Other nations have shorter range, smaller fighter and attack aircraft that deliver bombs, but no other Western military can generate the combat power of a bomber. Yet their success in recent operations also highlights a major concern: America has just 19 stealth B-2 bombers, the newest of which joined the force 26 years ago. The rest of the inventory is composed of 76 venerable B-52s, all built before the 1962 Cuban Missile Crisis, and 46 Reagan-era B-1Bs. This limited bomber force is effective in raids but too small to conduct sustained military campaigns. Global security demands that we modernize and grow the force.
As we look at this reset, stealth will remain a critical capability. The B-2 stealth bomber’s ability to evade enemy radar, execute their strikes, and return safely home during Operations Midnight Hammer and Epic Fury—what the U.S. Air Force calls survivability—was invaluable.
Range also matters, with B-2s operating with intercontinental reach that afforded surprise and protected bomber crews and their aircraft in between missions. Iranian missiles and drones could not reach the distant airfields from which American bombers were flying.
Despite those unmatched capabilities, 19 B-2s could only provide a fraction of the long-range strike sorties needed during Epic Fury. B-1s and B-52s helped carry the load, but they initially did so in a stand-off fashion, launching long-range missiles to stay safe from Iran’s air defenses. Only later, after U.S. and Israeli attacks degraded those defenses, did B-1s and B-52s strike from within Iran’s airspace.
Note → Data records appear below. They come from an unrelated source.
//! Level PNG → palettized BMP + sidecar JSON

use std::path::{Path, PathBuf};

use image::codecs::bmp::BmpEncoder;
use image::ExtendedColorType;
use serde::Serialize;
use tracing::debug;

use super::quantize::{quantize_image, PaletteDepth};
use crate::codegen::OutputWriter;
use crate::error::{PipelineError, Result};

/// Asset description read by the game's image importer
#[derive(Debug, Clone, Serialize)]
pub struct BackgroundSidecar {
    #[serde(rename = "type")]
    pub kind: &'static str,
    #[serde(skip_serializing_if = "Option::is_none")]
    pub bpp_mode: Option<&'static str>,
}

impl BackgroundSidecar {
    pub fn regular_bg(depth: PaletteDepth) -> Self {
        Self {
            kind: "regular_bg",
            bpp_mode: match depth {
                PaletteDepth::Bpp4 => Some("bpp_4_auto"),
                PaletteDepth::Bpp8 => None,
            },
        }
    }
}

/// Files produced for one level background
#[derive(Debug, Clone, PartialEq, Eq)]
pub struct BackgroundOutput {
    pub bitmap: PathBuf,
    pub sidecar: PathBuf,
    pub colors: usize,
}

/// Encode an RGBA image as an 8-bit palettized BMP
pub fn encode_indexed_bmp(
    rgba: &image::RgbaImage,
    depth: PaletteDepth,
    path: &Path,
) -> Result<(Vec<u8>, usize)> {
    let (width, height) = rgba.dimensions();
    let quantized = quantize_image(rgba.as_raw(), width as usize, height as usize, depth);

    let mut bytes = Vec::new();
    BmpEncoder::new(&mut bytes)
        .encode_with_palette(
            &quantized.indices,
            width,
            height,
            ExtendedColorType::L8,
            Some(quantized.palette.as_slice()),
        )
        .map_err(|source| PipelineError::Image {
            path: path.to_path_buf(),
            source,
        })?;

    Ok((bytes, quantized.palette.len()))
}

/// Convert `source` into `levels_<asset_id>.bmp` and `.json` under `dest_dir`
pub fn convert_background(
    source: &Path,
    dest_dir: &Path,
    asset_id: &str,
    depth: PaletteDepth,
    writer: &mut OutputWriter,
) -> Result<BackgroundOutput> {
    if !source.is_file() {
        return Err(PipelineError::InputNotFound {
            path: source.to_path_buf(),
        });
    }

    let img = image::open(source).map_err(|source_err| PipelineError::Image {
        path: source.to_path_buf(),
        source: source_err,
    })?;
    let rgba = img.to_rgba8();

    let bitmap = dest_dir.join(format!("levels_{}.bmp", asset_id));
    let (bytes, colors) = encode_indexed_bmp(&rgba, depth, &bitmap)?;
    writer.write(&bitmap, &bytes)?;

    let sidecar = dest_dir.join(format!("levels_{}.json", asset_id));
    let json = serde_json::to_string_pretty(&BackgroundSidecar::regular_bg(depth))
        .map_err(|e| PipelineError::schema(sidecar.display().to_string(), e.to_string()))?;
    writer.write_str(&sidecar, &json)?;

    debug!(
        source = %source.display(),
        bitmap = %bitmap.display(),
        width = rgba.width(),
        height = rgba.height(),
        colors,
        "converted background"
    );

    Ok(BackgroundOutput {
        bitmap,
        sidecar,
        colors,
    })
}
The ability for the entire bomber force to operate over enemy territory was a crucial milestone, because expensive stand-off weapons are a finite resource, and it could take years to replenish stocks. It is always more sustainable to send stealth bombers armed with less expensive, easier to produce weapons than to launch multimillion-dollar cruise missiles from afar. It is simple math.
The true lessons of Midnight Hammer and Epic Fury are that the United States needs a bomber enterprise that is both larger and more modern than today’s force. In a potential conflict with China, the stresses on America’s long-range strike force will be far more pronounced than what we witnessed against Iran.
This, too, is simple math: The U.S. struck 13,000 targets during Epic Fury, only about one-tenth the number necessary in a China fight. Repeated expert analyses from the Mitchell Institute for Aerospace Studies and others call for a force with at least 200 next-generation B-21 bombers, double the “at least 100” for which the Air Force has previously planned.
Acquiring B-21s at a more ambitious rate is also important, since rebuilding the bomber force is a pressing requirement for deterring aggression globally. It is encouraging to see the Air Force move to grow B-21 production capacity by at least 25 percent in the last budget cycle.
It’s also important to see the Air Force extend its B-1s and B-2s life deeper into the 2030s, as it recently proposed, while it awaits those new B-21s. Failing to do this would risk a bomber inventory bathtub. Not only is that bad from an airframe capacity perspective, but it also takes its toll on pilots and maintainers.
The good news is that the B-21 program is doing well: On time and on cost, it will soon produce operational aircraft and begin to populate its first operational squadrons. One of the most encouraging signs came when the Air Force recently announced the B-21 has now successfully completed inflight air refueling—among the most demanding operations for a flying wing aircraft.
Taking all of this into perspective, now is the time to press harder. Commanders around the globe need more bomber capacity. They require B-21s at scale, along with modernized B-52s and and a ready fleet of B-1s and B-2s until there are enough B-21s to backfill those requirements.
Midnight Hammer and Epic Fury were incredible operations that spotlighted the value of airpower and the capability of Air Force bombers. But those attributes are not sustainable without continued investment, now and into the future. We need to make sure that tomorrow’s national leaders will have the options at hand that only bombers can provide.
Real-world operations are the best test of any weapon system, and bombers have aced that test over the past year. America must seize this once-in-a-generation opportunity to rebuild our nation’s premier long-range strike force. It’s time to commit to an objective of at least 200 B-21s.